Katie’s return to coaching rowing in 2017 was precipitated by the sad event of her mum’s death, with a lot of separate factors all coming together to make it something she’s really pleased to be involved with again.

It all started on the day of her mother’s funeral when she stopped by Broxbourne RC where the wake was due to be held. “The lady who opened the clubhouse for us to set up, asked I’d consider coaching rowing there again, and I said, ‘No!’ My mum’s just died, I’m a head, I’ve got so much on.’ then at the funeral I gave the eulogy, and was talking about how my mum had been a big netball coach and set up a couple of leagues, so I was saying to the congregation, ‘Please keep up mum’s legacy, keep coaching, keep umpiring, keep playing netball, those are the important things that my mum has established at your club’. As I walked out of the church afterwards, one of the coaches of the netball squad came up to me and said, ‘I was going to have year off, Katie, but now you said that, I’m going to have to keep going,’ and I thought to myself, ‘I have to do something again.’ And now that my dad’s on his own, still living on the river there, my care for him has gone up, so coaching at Broxbourne all kind of fits. I visit him and do some coaching, and he’s really excited about that. He never rowed, but he’s been involved with the club for years because he was an accountant, so he did the club accounts and then later became the auditor.”

Katie coaches both the women’s and junior squads. “I can feel that competitive nature in me, desperate to do more but I’m trying to keep a lid on it because obviously I’ve got a job to do and also my dad,” she laughs, adding, “It’s been good for me to start coaching again though because it was something I needed to do for myself, having not done any coaching since 2010. I did miss it and because I’d lost my mum I wanted to do something completely different and new, and it absolutely has worked for me. The club has been so appreciative, so quite selfishly, it’s worked out very well for me though it’s funny because I feel like my whole life has come full circle!”
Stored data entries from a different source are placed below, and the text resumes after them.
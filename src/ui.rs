pub mod layout;
pub mod theme;

pub use layout::draw;
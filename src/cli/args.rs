use clap::{Parser, Subcommand};
use std::path::PathBuf;

#[derive(Parser)]
#[command(name = "wallbrowse")]
#[command(author = "MrMattias")]
#[command(version)]
#[command(about = "Searchable wallpaper browser for the terminal")]
pub(crate) struct Cli {
    #[command(subcommand)]
    pub(crate) command: Option<Commands>,

    /// Start the browser with this search text
    #[arg(short, long)]
    pub(crate) search: Option<String>,

    /// Save downloads here instead of the platform Downloads folder
    #[arg(long, global = true)]
    pub(crate) downloads_dir: Option<PathBuf>,
}

#[derive(Subcommand)]
pub(crate) enum Commands {
    /// List wallpapers whose name or tags contain QUERY
    List {
        /// Case-insensitive search text (all wallpapers if omitted)
        query: Option<String>,

        /// Print JSON instead of a table
        #[arg(long)]
        json: bool,
    },
    /// Show name, tags and download state of a wallpaper
    Info {
        /// Wallpaper name (case-insensitive)
        name: String,
    },
    /// Download a wallpaper into the downloads folder
    Download {
        /// Wallpaper name (case-insensitive)
        name: String,
    },
    /// Copy a local jpg/jpeg/png into the uploads folder
    Upload {
        /// Path to the image
        path: PathBuf,
    },
}
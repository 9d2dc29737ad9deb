use crate::app::App;
use ratatui::{
    layout::{Constraint, Direction, Layout, Rect},
    style::Style,
    widgets::{Block, Borders},
    Frame,
};

mod browser;
mod detail;
mod header;
mod popups;
mod sidebar;

use browser::{draw_list, draw_preview};
use detail::draw_detail;
use header::{draw_footer, draw_header, draw_status};
use popups::{draw_help_popup, draw_info_popup};
use sidebar::draw_sidebar;

const SIDEBAR_WIDTH: u16 = 30;

pub fn draw(f: &mut Frame, app: &mut App) {
    let theme = app.ui.theme.clone();
    let area = f.area();

    // ratatui-image writes straight to the terminal, so images would cover popups
    let popup_active = app.ui.show_help || app.ui.info_popup.is_some();

    let block = Block::default()
        .borders(Borders::ALL)
        .border_style(Style::default().fg(theme.border_focused))
        .style(Style::default().bg(theme.bg));

    let inner = block.inner(area);
    f.render_widget(block, area);

    let has_status = app.ui.status.is_some();
    let mut constraints = vec![Constraint::Length(2)];
    if has_status {
        constraints.push(Constraint::Length(1));
    }
    constraints.push(Constraint::Min(8));
    constraints.push(Constraint::Length(1));

    let chunks = Layout::default()
        .direction(Direction::Vertical)
        .constraints(constraints)
        .split(inner);

    let mut chunk_idx = 0;

    draw_header(f, app, chunks[chunk_idx], &theme);
    chunk_idx += 1;

    if has_status {
        draw_status(f, app, chunks[chunk_idx], &theme);
        chunk_idx += 1;
    }

    let body = Layout::default()
        .direction(Direction::Horizontal)
        .constraints([Constraint::Length(SIDEBAR_WIDTH), Constraint::Min(20)])
        .split(chunks[chunk_idx]);
    chunk_idx += 1;

    draw_sidebar(f, app, body[0], &theme);

    if app.session.is_list_view() {
        let split = Layout::default()
            .direction(Direction::Horizontal)
            .constraints([Constraint::Percentage(40), Constraint::Percentage(60)])
            .split(body[1]);
        draw_list(f, app, split[0], &theme);
        draw_preview(f, app, split[1], &theme, popup_active);
    } else {
        draw_detail(f, app, body[1], &theme, popup_active);
    }

    draw_footer(f, app, chunks[chunk_idx], &theme);

    if app.ui.show_help {
        draw_help_popup(f, area, &theme);
    } else if let Some(text) = &app.ui.info_popup {
        draw_info_popup(f, text, area, &theme);
    }
}

fn center_vertically(area: Rect, height: u16) -> Rect {
    let y = area.y + (area.height.saturating_sub(height)) / 2;
    Rect::new(area.x, y, area.width, height.min(area.height))
}

/// Centered rectangle of at most `width` x `height` inside `area`.
fn centered_rect(area: Rect, width: u16, height: u16) -> Rect {
    let width = width.min(area.width.saturating_sub(4));
    let height = height.min(area.height.saturating_sub(4));
    let x = area.x + (area.width.saturating_sub(width)) / 2;
    let y = area.y + (area.height.saturating_sub(height)) / 2;
    Rect::new(x, y, width, height)
}

/// Largest `w x h` cell box inside `max_w x max_h` with the given aspect.
///
/// Terminal cells are roughly twice as tall as wide, so the height is halved.
fn fit_aspect(max_w: u16, max_h: u16, aspect_w: u32, aspect_h: u32) -> (u16, u16) {
    if max_w == 0 || max_h == 0 || aspect_w == 0 || aspect_h == 0 {
        return (0, 0);
    }

    let (max_w64, max_h64) = (u64::from(max_w), u64::from(max_h));
    let (aspect_w, aspect_h) = (u64::from(aspect_w), u64::from(aspect_h));

    let width_limited_h = max_w64 * aspect_h / aspect_w / 2;
    if width_limited_h <= max_h64 {
        (max_w, to_cells(width_limited_h).max(1))
    } else {
        let width = to_cells(max_h64 * 2 * aspect_w / aspect_h);
        (width.clamp(1, max_w), max_h)
    }
}

fn to_cells(n: u64) -> u16 {
    u16::try_from(n).unwrap_or(u16::MAX)
}
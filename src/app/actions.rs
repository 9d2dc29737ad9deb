use super::App;
use crate::controller::{Action, Controller, Level, Outcome};
use crate::upload::upload_file;
use crate::utils::expand_tilde;

impl App {
    /// Run one action through the controller and reflect its outcome in the UI.
    pub fn dispatch(&mut self, action: Action) {
        let state = std::mem::take(&mut self.session);
        let (state, outcome) = {
            let controller = Controller::new(self.source.as_ref(), &self.store);
            controller.dispatch(state, action)
        };
        self.session = state;

        match &outcome {
            // View switches always redraw the image from a fresh fetch.
            Outcome::Opened(_) | Outcome::Closed => self.refresh_preview(),
            Outcome::Info { .. } => self.ui.info_popup = Some(outcome.message()),
            _ => {}
        }
        self.set_status(outcome.level(), outcome.message());
    }

    /// Open the detail view for the record under the cursor.
    pub fn open_highlighted(&mut self) {
        if let Some(record) = self.highlighted_record().cloned() {
            self.dispatch(Action::Select(record));
        }
    }

    /// Open the detail view for a record looked up by name.
    pub fn open_by_name(&mut self, name: &str) {
        match self.catalog.find(name).cloned() {
            Some(record) => self.dispatch(Action::Select(record)),
            None => self.set_status(Level::Warning, format!("No wallpaper named {}", name.trim())),
        }
    }

    /// Copy a local image into the uploads directory.
    pub fn upload(&mut self, path: &str) {
        let path = path.trim();
        if path.is_empty() {
            self.set_status(Level::Warning, "Usage: :upload <path>");
            return;
        }

        match upload_file(&expand_tilde(path), &self.store) {
            Ok(saved) => {
                self.set_status(Level::Success, format!("Saved to {}", saved.display()));
                self.ui.last_upload = Some(saved);
            }
            Err(e) => {
                tracing::warn!(path, "upload failed: {}", e);
                self.set_status(Level::Error, format!("Error uploading image: {}", e));
            }
        }
    }

    pub fn toggle_help(&mut self) {
        self.ui.show_help = !self.ui.show_help;
    }
}
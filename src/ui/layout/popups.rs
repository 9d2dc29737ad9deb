use super::centered_rect;
use crate::ui::theme::Theme;
use ratatui::{
    layout::{Alignment, Rect},
    style::{Modifier, Style},
    text::{Line, Span},
    widgets::{Block, Borders, Clear, Paragraph, Wrap},
    Frame,
};

fn popup_block<'a>(title: &'a str, theme: &Theme) -> Block<'a> {
    Block::default()
        .title(title)
        .title_style(Style::default().fg(theme.highlight).add_modifier(Modifier::BOLD))
        .borders(Borders::ALL)
        .border_style(Style::default().fg(theme.accent))
        .style(Style::default().bg(theme.bg))
}

fn section<'a>(title: &'a str, theme: &Theme) -> Line<'a> {
    Line::from(Span::styled(
        title,
        Style::default()
            .fg(theme.highlight)
            .add_modifier(Modifier::BOLD),
    ))
}

fn entry<'a>(key: &'a str, text: &'a str, theme: &Theme) -> Line<'a> {
    Line::from(vec![
        Span::styled(format!("  {:<14}", key), Style::default().fg(theme.accent)),
        Span::styled(text, Style::default().fg(theme.fg_secondary)),
    ])
}

pub(super) fn draw_help_popup(f: &mut Frame, area: Rect, theme: &Theme) {
    let popup_area = centered_rect(area, 54, 30);
    f.render_widget(Clear, popup_area);

    let block = popup_block(" Help ", theme);
    let inner = block.inner(popup_area);
    f.render_widget(block, popup_area);

    let help_text = vec![
        section("List", theme),
        entry("j/k ↑/↓", "Move cursor", theme),
        entry("Enter →", "View wallpaper", theme),
        entry("/", "Search names and tags", theme),
        entry("Esc", "Clear search, then quit", theme),
        entry("u", "Upload a local image", theme),
        Line::from(""),
        section("Wallpaper", theme),
        entry("d", "Download to Downloads", theme),
        entry("a", "Apply (symbolic)", theme),
        entry("i", "Show name and tags", theme),
        entry("b Esc ←", "Back to list", theme),
        Line::from(""),
        section("Commands (:)", theme),
        entry(":search <q>", "Set search text", theme),
        entry(":clear", "Clear search", theme),
        entry(":view [name]", "Open wallpaper", theme),
        entry(":go <n>", "Jump to entry n", theme),
        entry(":upload <path>", "Save image to uploads", theme),
        entry(":d :a :i :b", "Detail actions", theme),
        entry(":q", "Quit", theme),
        Line::from(""),
        Line::from(Span::styled(
            "Press ? or Esc to close",
            Style::default().fg(theme.fg_muted),
        ))
        .alignment(Alignment::Center),
    ];

    f.render_widget(Paragraph::new(help_text), inner);
}

pub(super) fn draw_info_popup(f: &mut Frame, text: &str, area: Rect, theme: &Theme) {
    let height = text.lines().count() as u16 + 4;
    let popup_area = centered_rect(area, 60, height);
    f.render_widget(Clear, popup_area);

    let block = popup_block(" Info ", theme);
    let inner = block.inner(popup_area);
    f.render_widget(block, popup_area);

    let mut lines: Vec<Line> = text
        .lines()
        .map(|line| Line::from(Span::styled(line, Style::default().fg(theme.fg_primary))))
        .collect();
    lines.push(Line::from(Span::styled(
        "any key to close",
        Style::default().fg(theme.fg_muted),
    )));

    f.render_widget(Paragraph::new(lines).wrap(Wrap { trim: false }), inner);
}
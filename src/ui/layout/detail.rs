use super::browser::draw_image;
use crate::app::App;
use crate::ui::theme::Theme;
use ratatui::{
    layout::{Constraint, Direction, Layout, Rect},
    style::{Modifier, Style},
    text::{Line, Span},
    widgets::{Block, Borders, Paragraph, Wrap},
    Frame,
};

pub(super) fn draw_detail(f: &mut Frame, app: &mut App, area: Rect, theme: &Theme, popup_active: bool) {
    let Some(record) = app.selected_wallpaper().cloned() else {
        return;
    };

    let panel = Block::default()
        .title(format!(" {} ", record.name))
        .title_style(Style::default().fg(theme.highlight).add_modifier(Modifier::BOLD))
        .borders(Borders::ALL)
        .border_style(Style::default().fg(theme.highlight));
    let inner = panel.inner(area);
    f.render_widget(panel, area);

    let chunks = Layout::default()
        .direction(Direction::Vertical)
        .constraints([Constraint::Min(4), Constraint::Length(4)])
        .split(inner);

    draw_image(f, app, chunks[0], theme, popup_active);

    let downloaded = app.is_downloaded(&record);
    let applied = app.session.is_applied(&record.name);
    let flag = |on: bool, yes: &'static str, no: &'static str| {
        if on {
            Span::styled(yes, Style::default().fg(theme.success))
        } else {
            Span::styled(no, Style::default().fg(theme.fg_muted))
        }
    };

    let tags = record
        .tags
        .iter()
        .flat_map(|tag| {
            [
                Span::styled(format!("#{}", tag), Style::default().fg(theme.accent)),
                Span::raw(" "),
            ]
        })
        .collect::<Vec<_>>();

    let lines = vec![
        Line::from(
            std::iter::once(Span::styled("Tags: ", Style::default().fg(theme.fg_secondary)))
                .chain(tags)
                .collect::<Vec<_>>(),
        ),
        Line::from(vec![
            flag(downloaded, "↓ Downloaded", "↓ Not downloaded"),
            Span::styled("  │  ", Style::default().fg(theme.fg_muted)),
            flag(applied, "✓ Applied", "✓ Not applied"),
        ]),
        Line::from(Span::styled(
            truncate_url(&record.url, inner.width as usize),
            Style::default().fg(theme.fg_muted),
        )),
    ];

    let info = Paragraph::new(lines).wrap(Wrap { trim: true });
    f.render_widget(info, chunks[1]);
}

fn truncate_url(url: &str, width: usize) -> String {
    crate::utils::truncate(url, width.max(8))
}
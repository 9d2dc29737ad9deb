use serde::Serialize;

mod filter;

pub use filter::filter;

/// One browsable wallpaper. The name doubles as its identifier.
#[derive(Debug, Clone, PartialEq, Eq, Serialize)]
pub struct WallpaperRecord {
    pub name: String,
    pub url: String,
    pub tags: Vec<String>,
}

impl WallpaperRecord {
    pub fn new(name: &str, url: &str, tags: &[&str]) -> Self {
        Self {
            name: name.to_string(),
            url: url.to_string(),
            tags: tags.iter().map(|t| t.to_string()).collect(),
        }
    }

    /// Comma separated tag list for display.
    pub fn tag_line(&self) -> String {
        self.tags.join(", ")
    }
}

/// Fixed, ordered set of known wallpapers.
#[derive(Debug, Clone)]
pub struct Catalog {
    records: Vec<WallpaperRecord>,
}

impl Catalog {
    pub fn new(records: Vec<WallpaperRecord>) -> Self {
        Self { records }
    }

    /// The wallpapers shipped with the binary.
    pub fn builtin() -> Self {
        Self::new(vec![
            WallpaperRecord::new(
                "Black Headphone",
                "https://wallpaper.forfun.com/fetch/b1/b10c2b22fc83644699ec4822d102da6b.jpeg?h=900&r=0.5",
                &["Aesthetic Music", "Music", "Aesthetic"],
            ),
            WallpaperRecord::new(
                "Glass Guitar",
                "https://wallpaper.forfun.com/fetch/0e/0ec93d50b4a57269969034140b8fdbde.jpeg?h=900&r=0.5",
                &["guitar", "glass"],
            ),
            WallpaperRecord::new(
                "Moon Art",
                "https://wallpaper.forfun.com/fetch/f6/f639851874060b429f9049beb1cc6149.jpeg?h=900&r=0.5",
                &["aesthetic moon", "moon"],
            ),
            WallpaperRecord::new(
                "Flight Art",
                "https://wallpaper.forfun.com/fetch/5e/5e7a7bf446d1af63d6f94808f5b38374.jpeg?h=900&r=0.5",
                &["Flight", "Aeroplane", "Aesthetic", "Colour Art"],
            ),
            WallpaperRecord::new(
                "Moon View",
                "https://wallpaper.forfun.com/fetch/55/55a75bd94ac9b2cf880285e04f5a4b27.jpeg?h=900&r=0.5",
                &["Moon", "Sunset", "Aesthetic Moon", "Aesthetic"],
            ),
            WallpaperRecord::new(
                "Cloud House",
                "https://wallpaper.forfun.com/fetch/5d/5d3fc070d749acfeb8c707d4460653f5.jpeg?h=900&r=0.5",
                &["House", "Sunset House", "Aesthetic House", "Clouds"],
            ),
        ])
    }

    pub fn records(&self) -> &[WallpaperRecord] {
        &self.records
    }

    pub fn get(&self, idx: usize) -> Option<&WallpaperRecord> {
        self.records.get(idx)
    }

    /// Look up a record by name. Exact matches win over case-insensitive ones.
    pub fn find(&self, name: &str) -> Option<&WallpaperRecord> {
        let name = name.trim();
        self.records
            .iter()
            .find(|r| r.name == name)
            .or_else(|| self.records.iter().find(|r| r.name.eq_ignore_ascii_case(name)))
    }

    /// Records matching `query`, in catalog order.
    pub fn filter(&self, query: &str) -> Vec<&WallpaperRecord> {
        filter(self.records(), query)
    }

    /// Catalog indices of the records matching `query`, in catalog order.
    pub fn filter_indices(&self, query: &str) -> Vec<usize> {
        let needle = query.to_lowercase();
        self.records
            .iter()
            .enumerate()
            .filter(|(_, r)| filter::matches(r, &needle))
            .map(|(i, _)| i)
            .collect()
    }
}
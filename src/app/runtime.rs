use super::{App, Config};
use crate::controller::Action;
use crate::ui;
use anyhow::Result;
use crossterm::{
    event::{self, Event, KeyCode, KeyEventKind},
    execute,
    terminal::{disable_raw_mode, enable_raw_mode, EnterAlternateScreen, LeaveAlternateScreen},
};
use ratatui::{backend::CrosstermBackend, Terminal};
use std::io;
use std::path::PathBuf;

pub fn run_tui(
    config: Config,
    downloads_dir: Option<PathBuf>,
    query: Option<String>,
) -> Result<()> {
    let mut app = App::new(config, downloads_dir);
    match query {
        Some(query) => app.set_query(&query),
        None => app.refresh_preview(),
    }

    enable_raw_mode()?;
    let mut stdout = io::stdout();
    execute!(stdout, EnterAlternateScreen)?;
    let backend = CrosstermBackend::new(stdout);
    let mut terminal = Terminal::new(backend)?;

    let res = run_app(&mut terminal, &mut app);

    disable_raw_mode()?;
    execute!(terminal.backend_mut(), LeaveAlternateScreen)?;
    terminal.show_cursor()?;

    res
}

fn run_app<B: ratatui::backend::Backend>(terminal: &mut Terminal<B>, app: &mut App) -> Result<()> {
    loop {
        terminal.draw(|f| ui::draw(f, app))?;

        // Fetches run inline, so the loop blocks until the next event.
        match event::read()? {
            Event::Key(key) if key.kind == KeyEventKind::Press => handle_key(app, key.code),
            Event::Resize(_, _) => {
                app.handle_resize();
                terminal.clear()?;
            }
            _ => {}
        }

        if app.ui.should_quit {
            return Ok(());
        }
    }
}

/// Route one key press to the active popup, input mode or view.
pub(super) fn handle_key(app: &mut App, code: KeyCode) {
    // Help popup blocks other input.
    if app.ui.show_help {
        if matches!(code, KeyCode::Char('?') | KeyCode::Esc | KeyCode::Enter) {
            app.ui.show_help = false;
        }
        return;
    }

    // Any key dismisses the info popup.
    if app.ui.info_popup.is_some() {
        app.ui.info_popup = None;
        return;
    }

    if app.ui.command_mode {
        match code {
            KeyCode::Esc => app.exit_command_mode(),
            KeyCode::Enter => app.execute_command(),
            KeyCode::Backspace => app.command_backspace(),
            KeyCode::Char(c) => app.command_input(c),
            _ => {}
        }
        return;
    }

    if app.ui.search_mode {
        match code {
            KeyCode::Esc | KeyCode::Enter => app.exit_search_mode(),
            KeyCode::Backspace => app.search_backspace(),
            KeyCode::Down => app.next_entry(),
            KeyCode::Up => app.prev_entry(),
            KeyCode::Char(c) => app.search_input(c),
            _ => {}
        }
        return;
    }

    if app.session.is_list_view() {
        handle_list_key(app, code);
    } else {
        handle_detail_key(app, code);
    }
}

fn handle_list_key(app: &mut App, code: KeyCode) {
    let kb = &app.config.keybindings;

    if kb.matches(code, &kb.quit) {
        app.ui.should_quit = true;
    } else if code == KeyCode::Esc {
        // First Esc drops the search, second one quits.
        if app.browse.query.is_empty() {
            app.ui.should_quit = true;
        } else {
            app.clear_search();
        }
    } else if kb.matches(code, &kb.view) || code == KeyCode::Right {
        app.open_highlighted();
    } else if kb.matches(code, &kb.search) {
        app.enter_search_mode();
    } else if kb.matches(code, &kb.upload) {
        app.enter_command_mode_with("upload ");
    } else {
        match code {
            KeyCode::Char('j') | KeyCode::Down => app.next_entry(),
            KeyCode::Char('k') | KeyCode::Up => app.prev_entry(),
            KeyCode::Char(':') => app.enter_command_mode(),
            KeyCode::Char('?') => app.toggle_help(),
            _ => {}
        }
    }
}

fn handle_detail_key(app: &mut App, code: KeyCode) {
    let kb = &app.config.keybindings;

    if kb.matches(code, &kb.quit) {
        app.ui.should_quit = true;
    } else if kb.matches(code, &kb.back)
        || matches!(code, KeyCode::Esc | KeyCode::Left | KeyCode::Backspace)
    {
        app.dispatch(Action::Back);
    } else if kb.matches(code, &kb.download) {
        app.dispatch(Action::Download);
    } else if kb.matches(code, &kb.apply) {
        app.dispatch(Action::Apply);
    } else if kb.matches(code, &kb.info) {
        app.dispatch(Action::Info);
    } else {
        match code {
            KeyCode::Char(':') => app.enter_command_mode(),
            KeyCode::Char('?') => app.toggle_help(),
            _ => {}
        }
    }
}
Reflecting on what’s changed in the 20 years she’s been out of rowing, Katie says, “There are three things, I think; technology, what the boats and blades are made of, and the word ‘core’. We used to do millions of sit ups and dorsal rises and all the rest of it, but you never called it core, you never talked about engaging your core!”

After her first departure from rowing in 1991, coming back to it has allowed her to make peace with the sport in which she achieved so much, and to which she also contributed a huge amount too. But, she emphasises, there’s no chance that she’ll be getting back in a boat again herself. “I’ve had some offers to row in veteran crews and I’ve just said, ‘No.’ I’ve had two back surgeries and knee surgery. In hindsight, power cleaning a lot of weight when I was 14 can’t have been good for me, and then I went on to play front row in rugby which absolutely ruined my back and my knees, so I’m a bit of a wreck now, really!”

By a boat called Katie Ball

Katie and her dad at Broxbourne RC in 2018. (Photo: Katie Ball’s personal collection.)